AMD, US Energy Department sign $1B AI supercomputer pact
AMD and the US Department of Energy have unveiled a public–private deal to deliver two AMD‑accelerated AI supercomputers—Lux and Discovery—at Oak Ridge National Laboratory, targeting faster breakthroughs in energy, security and health research.
Advanced Micro Devices (AMD) and the US Department of Energy (DOE) have announced a public–private partnership worth more than $1 billion to deliver two AMD‑accelerated artificial‑intelligence supercomputers—“Lux” and “Discovery”—for Oak Ridge National Laboratory in Tennessee.
The partners said the systems are intended to speed breakthroughs across energy, national security and medicine.
Lux is touted to be the USA's first dedicated “AI factory” for science, co‑developed by Oak Ridge, AMD, Hewlett Packard Enterprise (HPE) and Oracle Cloud Infrastructure.
Discovery is positioned as Oak Ridge’s next flagship machine, extending the lab’s leadership in high‑performance computing and AI.
Lux is slated for deployment in early 2026, using AMD Instinct MI355X accelerators alongside AMD Epyc CPUs and Pensando networking.

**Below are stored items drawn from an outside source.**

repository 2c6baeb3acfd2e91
use std::panic::PanicHookInfo;

/// Panic hook that prints roughly the same message as the default panic hook
/// but uses tracing::error instead of stderr.
///
/// Useful when we want panic messages to have the proper log format.
pub fn tracing_panic_hook(panic: &PanicHookInfo) {
    let thread = std::thread::current();
    let name = thread.name().unwrap_or("<unnamed>");
    let backtrace = std::backtrace::Backtrace::force_capture();
    tracing::error!("thread '{name}' {panic}\nstack backtrace:\n{backtrace}");
}
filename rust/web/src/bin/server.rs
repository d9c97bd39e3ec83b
//! Hold'em table server
//!
//! Usage: cargo run -p holdem-web --bin holdem-server -- --port 8080

use clap::Parser;
use holdem_web::{load_with_sources, AppContext, LogFormat, ServerConfig, WebServer};
use std::path::PathBuf;

#[derive(Debug, Parser)]
#[command(name = "holdem-server", version, about = "Single-table No-Limit Hold'em server")]
struct Args {
    /// Host to bind to
    #[arg(long, default_value = "127.0.0.1")]
    host: String,
    /// Port to bind to
    #[arg(short, long, default_value_t = 8080)]
    port: u16,
    /// SQLite file for finished hands; kept in memory when omitted
    #[arg(long)]
    database: Option<PathBuf>,
    /// TOML settings file, overrides `HOLDEM_CONFIG`
    #[arg(long)]
    config: Option<PathBuf>,
}

#[tokio::main]
async fn main() -> Result<(), Box<dyn std::error::Error>> {
    let args = Args::parse();
    holdem_web::init_logging(LogFormat::from_env())?;

    let resolved = load_with_sources(args.config.as_deref())?;
    tracing::info!(
        stack = resolved.settings.starting_stack,
        small_blind = resolved.settings.small_blind,
        big_blind = resolved.settings.big_blind,
        sources = ?resolved.sources,
        "settings loaded"
    );

    let mut config = ServerConfig::new(args.host, args.port);
    if let Some(database) = args.database {
        config = config.with_database(database);
    }

    let context = AppContext::new(config, resolved.settings)?;
    let handle = WebServer::from_context(context).start().await?;
    println!("Server running at http://{}", handle.address());
    println!("Press Ctrl+C to stop");

    tokio::signal::ctrl_c().await?;

    tracing::info!("shutting down");
    handle.shutdown().await?;
    Ok(())
}
//! Replays a fixed list of decisions, then plays passively.

use std::collections::VecDeque;

use crate::{AIOpponent, PassiveAI};
use holdem_engine::engine::{DecisionContext, DecisionSource};
use holdem_engine::player::PlayerAction;

#[derive(Debug, Clone, Default)]
pub struct ScriptedAI {
    script: VecDeque<PlayerAction>,
    /// `(seat position, action)` for every decision handed out
    history: Vec<(usize, PlayerAction)>,
}

impl ScriptedAI {
    pub fn new(actions: impl IntoIterator<Item = PlayerAction>) -> Self {
        Self {
            script: actions.into_iter().collect(),
            history: Vec::new(),
        }
    }

    /// Scripted actions not yet handed out.
    pub fn remaining(&self) -> usize {
        self.script.len()
    }

    pub fn history(&self) -> &[(usize, PlayerAction)] {
        &self.history
    }
}

impl DecisionSource for ScriptedAI {
    fn choose(&mut self, ctx: &DecisionContext) -> PlayerAction {
        let action = match self.script.pop_front() {
            Some(action) => action,
            None => PassiveAI.choose(ctx),
        };
        self.history.push((ctx.seat, action));
        action
    }
}

impl AIOpponent for ScriptedAI {
    fn name(&self) -> &str {
        "ScriptedAI"
    }
}

#[cfg(test)]
mod tests {
    use super::*;
    use holdem_engine::game::Street;

    fn ctx(seat: usize, owed: u32) -> DecisionContext {
        DecisionContext {
            seat,
            street: Street::Preflop,
            to_call: owed,
            stack: 1_000,
            committed: 0,
            current_bet: owed,
            pot: 60,
            big_blind: 40,
            min_raise: 80,
            board_len: 0,
        }
    }

    #[test]
    fn replays_then_falls_back_to_passive() {
        let mut ai = ScriptedAI::new([PlayerAction::Raise(120), PlayerAction::Fold]);
        assert_eq!(ai.choose(&ctx(4, 40)), PlayerAction::Raise(120));
        assert_eq!(ai.choose(&ctx(5, 120)), PlayerAction::Fold);
        assert_eq!(ai.remaining(), 0);
        assert_eq!(ai.choose(&ctx(6, 120)), PlayerAction::Call);
        assert_eq!(ai.choose(&ctx(2, 0)), PlayerAction::Check);
        assert_eq!(
            ai.history(),
            &[
                (4, PlayerAction::Raise(120)),
                (5, PlayerAction::Fold),
                (6, PlayerAction::Call),
                (2, PlayerAction::Check),
            ]
        );
    }
}
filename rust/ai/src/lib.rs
//! # holdem-ai: Automated Seats for Hold'em Hands
//!
//! Decision sources for the automated seats of a hand. Every policy plugs
//! into the engine through [`holdem_engine::engine::DecisionSource`], so the
//! engine never depends on how a bot decides.
//!
//! ## Core Components
//!
//! - [`AIOpponent`] - Trait adding an identifier to a decision source
//! - [`baseline`] - Probabilistic policy driven by bet size and stack
//! - [`passive`] - Deterministic check-or-call policy
//! - [`scripted`] - Replays a fixed list of actions
//! - [`create_ai`] - Factory function for creating AI opponents
//!
//! ## Quick Start
//!
//! ```rust
//! use holdem_ai::create_ai;
//! use holdem_engine::deck::Deck;
//! use holdem_engine::engine::Engine;
//! use holdem_engine::game::TableConfig;
//!
//! let mut bots = create_ai("baseline", Some(42));
//! let mut engine = Engine::new(TableConfig::default(), Box::new(Deck::new_with_seed(42)))
//!     .expect("valid table");
//!
//! engine.run_automated(bots.as_mut()).expect("bots act");
//! assert!(engine.is_finished() || engine.is_human_turn());
//! ```
//!
//! ## AI Types
//!
//! - `"baseline"` - the default probabilistic policy
//! - `"passive"` - checks when free, otherwise calls

use holdem_engine::engine::DecisionSource;

pub mod baseline;
pub mod passive;
pub mod scripted;

pub use baseline::BaselineAI;
pub use passive::PassiveAI;
pub use scripted::ScriptedAI;

/// A [`DecisionSource`] with a name, usable from any thread.
///
/// # Example Implementation
///
/// ```rust
/// use holdem_ai::AIOpponent;
/// use holdem_engine::engine::{DecisionContext, DecisionSource};
/// use holdem_engine::player::PlayerAction;
///
/// struct AlwaysCall;
///
/// impl DecisionSource for AlwaysCall {
///     fn choose(&mut self, ctx: &DecisionContext) -> PlayerAction {
///         if ctx.can_check() { PlayerAction::Check } else { PlayerAction::Call }
///     }
/// }
///
/// impl AIOpponent for AlwaysCall {
///     fn name(&self) -> &str {
///         "AlwaysCall"
///     }
/// }
/// ```
pub trait AIOpponent: DecisionSource + Send {
    fn name(&self) -> &str;
}

/// Strategy names accepted by [`create_ai`].
pub const STRATEGIES: [&str; 2] = ["baseline", "passive"];

/// Factory function to create AI opponents by strategy name.
///
/// `seed` makes the baseline policy reproducible; without it the policy
/// draws from an OS-seeded generator. Unknown names fall back to the
/// baseline policy.
///
/// # Example
///
/// ```rust
/// use holdem_ai::create_ai;
///
/// let ai = create_ai("baseline", Some(7));
/// assert_eq!(ai.name(), "BaselineAI");
/// assert_eq!(create_ai("nonsense", None).name(), "BaselineAI");
/// ```
pub fn create_ai(strategy: &str, seed: Option<u64>) -> Box<dyn AIOpponent> {
    match strategy.trim().to_ascii_lowercase().as_str() {
        "passive" => Box::new(PassiveAI),
        "baseline" => Box::new(BaselineAI::new(seed)),
        other => {
            tracing::warn!(strategy = other, "unknown strategy, using baseline");
            Box::new(BaselineAI::new(seed))
        }
    }
}
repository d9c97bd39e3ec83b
use serde::Serialize;
use warp::reply::Json;

#[derive(Serialize)]
struct HealthBody {
    status: &'static str,
    version: &'static str,
}

pub fn health() -> Json {
    warp::reply::json(&HealthBody {
        status: "ok",
        version: env!("CARGO_PKG_VERSION"),
    })
}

Discovery is planned to arrive in 2028 with user operations in 2029, built on HPE’s new Cray Supercomputing GX5000 platform and powered by next‑generation AMD Epyc “Venice” CPUs and Instinct MI430X GPUs.

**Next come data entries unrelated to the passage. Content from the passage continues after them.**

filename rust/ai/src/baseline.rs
//! Baseline policy for automated seats.
//!
//! Decisions look only at the price of the action (amount owed, stack, big
//! blind) and a random draw. The draw comes from a ChaCha20 generator: seeded
//! runs are reproducible, unseeded runs are not.

use rand::{Rng, SeedableRng};
use rand_chacha::ChaCha20Rng;

use crate::AIOpponent;
use holdem_engine::engine::{DecisionContext, DecisionSource};
use holdem_engine::player::PlayerAction;

/// Chance of checking when checking is free.
const CHECK_FREQ: f64 = 0.60;
/// Chance of shoving when the stack cannot cover the call.
const SHORT_SHOVE_FREQ: f64 = 0.40;
/// Bets above this many big blinds count as large.
const LARGE_BET_BB: u32 = 5;
/// Chance of folding to a large bet.
const LARGE_FOLD_FREQ: f64 = 0.60;
/// Cumulative thresholds against an ordinary bet: call, then raise, else fold.
const CALL_FREQ: f64 = 0.70;
const RAISE_FREQ: f64 = 0.85;

/// Probabilistic policy for automated seats.
///
/// # Strategy
///
/// - Free to check: 60% check, otherwise bet 2 to 4 big blinds (capped at
///   the stack; a capped amount below one big blind checks instead).
/// - Stack below the amount owed: 40% all-in, otherwise fold.
/// - Owed more than 5 big blinds: 60% fold, otherwise call.
/// - Otherwise: 70% call, 15% raise `min(2 × owed, stack)` (calls when that
///   would not exceed the amount owed), 15% fold.
#[derive(Debug, Clone)]
pub struct BaselineAI {
    rng: ChaCha20Rng,
}

impl BaselineAI {
    pub fn new(seed: Option<u64>) -> Self {
        let rng = match seed {
            Some(s) => ChaCha20Rng::seed_from_u64(s),
            None => ChaCha20Rng::from_rng(&mut rand::rng()),
        };
        Self { rng }
    }

    /// Action when nothing is owed, for a draw `roll` in `[0, 1)` and a bet
    /// size of `multiplier` big blinds.
    fn decide_unopened(ctx: &DecisionContext, roll: f64, multiplier: u32) -> PlayerAction {
        if roll < CHECK_FREQ {
            return PlayerAction::Check;
        }
        let bet = ctx.big_blind.saturating_mul(multiplier).min(ctx.stack);
        if bet < ctx.big_blind || bet == 0 {
            PlayerAction::Check
        } else {
            PlayerAction::Bet(bet)
        }
    }

    /// Action when facing a bet, for a draw `roll` in `[0, 1)`.
    fn decide_facing_bet(ctx: &DecisionContext, roll: f64) -> PlayerAction {
        let owed = ctx.owed();
        if ctx.stack < owed {
            return if roll < SHORT_SHOVE_FREQ {
                PlayerAction::AllIn
            } else {
                PlayerAction::Fold
            };
        }
        if owed > ctx.big_blind.saturating_mul(LARGE_BET_BB) {
            return if roll < LARGE_FOLD_FREQ {
                PlayerAction::Fold
            } else {
                PlayerAction::Call
            };
        }
        if roll < CALL_FREQ {
            PlayerAction::Call
        } else if roll < RAISE_FREQ {
            let raise = owed.saturating_mul(2).min(ctx.stack);
            if raise <= owed {
                PlayerAction::Call
            } else {
                PlayerAction::Raise(raise)
            }
        } else {
            PlayerAction::Fold
        }
    }
}

impl Default for BaselineAI {
    fn default() -> Self {
        Self::new(None)
    }
}

impl DecisionSource for BaselineAI {
    fn choose(&mut self, ctx: &DecisionContext) -> PlayerAction {
        let roll: f64 = self.rng.random();
        let action = if ctx.owed() == 0 {
            let multiplier = self.rng.random_range(2..=4);
            Self::decide_unopened(ctx, roll, multiplier)
        } else {
            Self::decide_facing_bet(ctx, roll)
        };
        tracing::trace!(seat = ctx.seat, roll, action = ?action, "baseline decision");
        action
    }
}

impl AIOpponent for BaselineAI {
    fn name(&self) -> &str {
        "BaselineAI"
    }
}

#[cfg(test)]
mod tests {
    use super::*;
    use holdem_engine::game::Street;
    use holdem_engine::rules::validate_action;

    fn ctx(owed: u32, stack: u32) -> DecisionContext {
        DecisionContext {
            seat: 2,
            street: Street::Flop,
            to_call: owed.min(stack),
            stack,
            committed: 0,
            current_bet: owed,
            pot: 200,
            big_blind: 40,
            min_raise: if owed == 0 { 40 } else { (owed * 2).min(stack) },
            board_len: 3,
        }
    }

    #[test]
    fn checks_most_of_the_time_when_free() {
        assert_eq!(
            BaselineAI::decide_unopened(&ctx(0, 1_000), 0.59, 3),
            PlayerAction::Check
        );
        assert_eq!(
            BaselineAI::decide_unopened(&ctx(0, 1_000), 0.60, 3),
            PlayerAction::Bet(120)
        );
    }

    #[test]
    fn bet_is_capped_at_stack_and_checks_below_big_blind() {
        assert_eq!(
            BaselineAI::decide_unopened(&ctx(0, 100), 0.9, 4),
            PlayerAction::Bet(100)
        );
        assert_eq!(
            BaselineAI::decide_unopened(&ctx(0, 30), 0.9, 2),
            PlayerAction::Check
        );
    }

    #[test]
    fn short_stack_shoves_or_folds() {
        let c = ctx(500, 300);
        assert_eq!(BaselineAI::decide_facing_bet(&c, 0.39), PlayerAction::AllIn);
        assert_eq!(BaselineAI::decide_facing_bet(&c, 0.40), PlayerAction::Fold);
    }

    #[test]
    fn large_bets_are_mostly_folded() {
        let c = ctx(201, 5_000);
        assert_eq!(BaselineAI::decide_facing_bet(&c, 0.59), PlayerAction::Fold);
        assert_eq!(BaselineAI::decide_facing_bet(&c, 0.60), PlayerAction::Call);
        // exactly five big blinds is not large
        assert_eq!(
            BaselineAI::decide_facing_bet(&ctx(200, 5_000), 0.10),
            PlayerAction::Call
        );
    }

    #[test]
    fn ordinary_bets_call_raise_or_fold() {
        let c = ctx(100, 5_000);
        assert_eq!(BaselineAI::decide_facing_bet(&c, 0.69), PlayerAction::Call);
        assert_eq!(
            BaselineAI::decide_facing_bet(&c, 0.70),
            PlayerAction::Raise(200)
        );
        assert_eq!(BaselineAI::decide_facing_bet(&c, 0.85), PlayerAction::Fold);
    }

    #[test]
    fn raise_is_capped_at_stack() {
        let c = ctx(100, 150);
        assert_eq!(
            BaselineAI::decide_facing_bet(&c, 0.80),
            PlayerAction::Raise(150)
        );
        // the capped raise still validates, as an all-in
        assert!(validate_action(150, 100, 40, PlayerAction::Raise(150)).is_ok());
    }

    #[test]
    fn seeded_policies_repeat_decisions() {
        let c = ctx(40, 1_000);
        let mut a = BaselineAI::new(Some(99));
        let mut b = BaselineAI::new(Some(99));
        for _ in 0..50 {
            assert_eq!(a.choose(&c), b.choose(&c));
        }
    }

    #[test]
    fn decisions_always_validate() {
        let mut ai = BaselineAI::new(Some(5));
        for (owed, stack) in [(0, 1_000), (0, 20), (40, 1_000), (400, 1_000), (500, 100)] {
            let c = ctx(owed, stack);
            for _ in 0..100 {
                let action = ai.choose(&c);
                assert!(
                    validate_action(stack, owed, 40, action).is_ok(),
                    "{action:?} rejected for owed {owed} stack {stack}"
                );
            }
        }
    }
}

A new public–private model
Under the model outlined, the DOE will host the systems while industry partners provide the machines and capital spending; compute resources have been set to be shared between the government and private collaborators.
Oak Ridge leadership said Lux will deliver roughly three times the AI capacity of current supercomputers, addressing data‑intensive work in areas such as fusion energy, nuclear technologies, materials discovery and cancer research.
Discovery has been designed to push performance and energy efficiency further, with a “bandwidth everywhere” architecture for AI‑for‑science at scale.
The initiative builds on AMD’s role in Frontier—Oak Ridge’s exascale system—and complements El Capitan at Lawrence Livermore. With Lux and Discovery, AMD has continued to expand its footprint in US scientific computing infrastructure.